A pretendida anistia perdoará qualquer crime hediondo, vale tudo. Em se tratando da Câmara dos Deputados, useira e vezeira em acobertar colegas surpreendidos pela justiça, o texto desce tão redondo quanto uma Skol, falcatrua na lata, mas vale o que vier. Só não pode dançar homem com homem e nem mulher com mulher.
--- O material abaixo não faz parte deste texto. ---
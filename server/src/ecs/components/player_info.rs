use crate::ecs::entity::Entity;
use rysteria_protocol::ids::{PetalId, Rarity};

pub const MAX_SLOTS: usize = 10;
pub const MAX_PETALS_PER_SLOT: usize = 4;

bitflags::bitflags! {
    /// Input flags carried on every `input` packet (§4.7, §4.5 radius
    /// selection: bit 0 = attacking/extend, bit 1 = defending/retract).
    #[derive(Clone, Copy, PartialEq, Eq, Debug, Default)]
    pub struct InputFlags: u8 {
        const ATTACKING = 0b0000_0001;
        const DEFENDING = 0b0000_0010;
        const MOVE_UP    = 0b0000_0100;
        const MOVE_DOWN  = 0b0000_1000;
        const MOVE_LEFT  = 0b0001_0000;
        const MOVE_RIGHT = 0b0010_0000;
        /// Set when the payload carries analog mouse-relative movement
        /// instead of the `MOVE_*` direction bits (`original_source`'s
        /// `movementFlags & 0x40` switch).
        const MOUSE_MODE = 0b0100_0000;
    }
}

#[derive(Debug, Clone, Copy)]
pub struct PetalInstanceSlot {
    pub id: PetalId,
    pub rarity: Rarity,
    pub petals: [Entity; MAX_PETALS_PER_SLOT],
    pub cooldown_ticks: u32,
}

impl Default for PetalInstanceSlot {
    fn default() -> Self {
        Self {
            id: PetalId::Basic,
            rarity: Rarity::Common,
            petals: [Entity::NULL; MAX_PETALS_PER_SLOT],
            cooldown_ticks: 0,
        }
    }
}

/// Aggregate stat modifiers recomputed each tick from equipped petals
/// (§4.5 step 1).
#[derive(Debug, Clone, Copy)]
pub struct Modifiers {
    pub pickup_radius: f32,
    pub petal_extension: f32,
    pub reload_speed: f32,
    pub speed_factor: f32,
    pub fov_min: f32,
    pub damage_reduction_ratio: f32,
    pub rotation_rate: f32,
    pub reverse_rotation: bool,
    pub heal_per_tick: f32,
}

impl Default for Modifiers {
    fn default() -> Self {
        Self {
            pickup_radius: 0.0,
            petal_extension: 0.0,
            reload_speed: 1.0,
            speed_factor: 1.0,
            fov_min: 0.0,
            damage_reduction_ratio: 0.0,
            rotation_rate: 0.04,
            reverse_rotation: false,
            heal_per_tick: 0.0,
        }
    }
}

/// Per-client simulation state (§3 PlayerInfo).
#[derive(Debug, Clone)]
pub struct PlayerInfo {
    pub client: Option<u32>,
    pub squad: Option<Entity>,
    pub squad_pos: u8,
    pub slot_count: usize,
    pub slots: [PetalInstanceSlot; MAX_SLOTS],
    pub secondary_slots: [PetalInstanceSlot; MAX_SLOTS],
    pub camera_x: f32,
    pub camera_y: f32,
    pub camera_fov: f32,
    pub camera_target_fov: f32,
    pub input: InputFlags,
    pub mouse_x: f32,
    pub mouse_y: f32,
    pub arena: Entity,
    pub drops_this_tick: Vec<Entity>,
    pub rotation_counter: f32,
    pub spectate_target: Option<Entity>,
    pub entities_in_view: std::collections::HashSet<Entity>,
    pub modifiers: Modifiers,
    pub flower: Entity,
    /// Tracks real-time idle for the AFK kick rule (§5 cancellation).
    pub last_input_change_tick: u64,
    pub last_input_snapshot: (InputFlags, i32, i32),
}

impl Default for PlayerInfo {
    fn default() -> Self {
        Self {
            client: None,
            squad: None,
            squad_pos: 0,
            slot_count: 5,
            slots: [PetalInstanceSlot::default(); MAX_SLOTS],
            secondary_slots: [PetalInstanceSlot::default(); MAX_SLOTS],
            camera_x: 0.0,
            camera_y: 0.0,
            camera_fov: 1.0,
            camera_target_fov: 1.0,
            input: InputFlags::empty(),
            mouse_x: 0.0,
            mouse_y: 0.0,
            arena: Entity::NULL,
            drops_this_tick: Vec::new(),
            rotation_counter: 0.0,
            spectate_target: None,
            entities_in_view: std::collections::HashSet::new(),
            modifiers: Modifiers::default(),
            flower: Entity::NULL,
            last_input_change_tick: 0,
            last_input_snapshot: (InputFlags::empty(), 0, 0),
        }
    }
}

impl PlayerInfo {
    /// Seconds of real time, at the 25 Hz tick rate, before AFK kicks in
    /// (§5: 10 real minutes; §8 S4).
    pub const AFK_TICKS: u64 = 10 * 60 * 25;

    /// Updates the idle tracker; returns true if the player is now AFK.
    pub fn note_input_and_check_afk(&mut self, tick: u64, mouse_x: i32, mouse_y: i32) -> bool {
        let snapshot = (self.input, mouse_x, mouse_y);
        if snapshot != self.last_input_snapshot {
            self.last_input_snapshot = snapshot;
            self.last_input_change_tick = tick;
            return false;
        }
        tick.saturating_sub(self.last_input_change_tick) >= Self::AFK_TICKS
    }
}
Coisas da Bíblia, da família, aliás, de determinada família, sagrada para o prócer da bancada evangélica.
Mesmo assim, ressalvada a conotação negativa do verbo dançar, no sentido de o criminoso em questão ser fisgado pela lei.
Isso porque a impunidade estará amarrada até a data de aprovação do projeto de lei.
Daí que, ainda mais que 007, que tem licença para matar, cada patriota terá licença para derrubar o governo e, em nome da ação de revanche golpista, sequestrar, invadir, destruir, passar batom e apunhalar de verde e amarelo os governantes e ministros do Supremo, tudo na promoção de Sóstenes, cujo nome já é de matar.
Curioso que sou, pesquisei na internet a origem do nome, tão grego como um iogurte de validade vencida.
E vejo que na Wikipédia que Sóstenes era o governante-chefe de uma sinagoga em Corinto, um importante rabino que foi espancado em praça pública por gregos e romanos.
Quem sabe, metaforicamente falando — que fique claro! — o deputado bolsonarista acabe por honrar o seu nome?
A ágora dos Três Poderes, acostumada à violência perdoada, seria um bom palco para a execração do Pl. Ou dos PLs, melhor dizendo.
Rio, 2025
Olá, Alfeu. Permita-me pegar carona na sua indignação. Como dizia um velho amigo, “haja fralda limpa!”
Olha meu caro desta vez temos que aplaudir de Pe
A coisa está feia com o nosso Brasil. Deterioração é apelido. Estamos de mãos atadas. A violência está imperando e os congressistas continuam legislando em causa própria. E a novela dos invasores de 8 de janeiro continua. O Sérgio Bandeira de Mello (GICO), foi muito feliz quando elaborou o texto que trata da anistia aos golpistas. Enfim, do jeito que as coisas andam no nosso país, não sei aonde vamos parar. Alfeu, seus comentários sobre essa Pandemia Política, retratam a pura realidade. Mais uma vez, parabéns.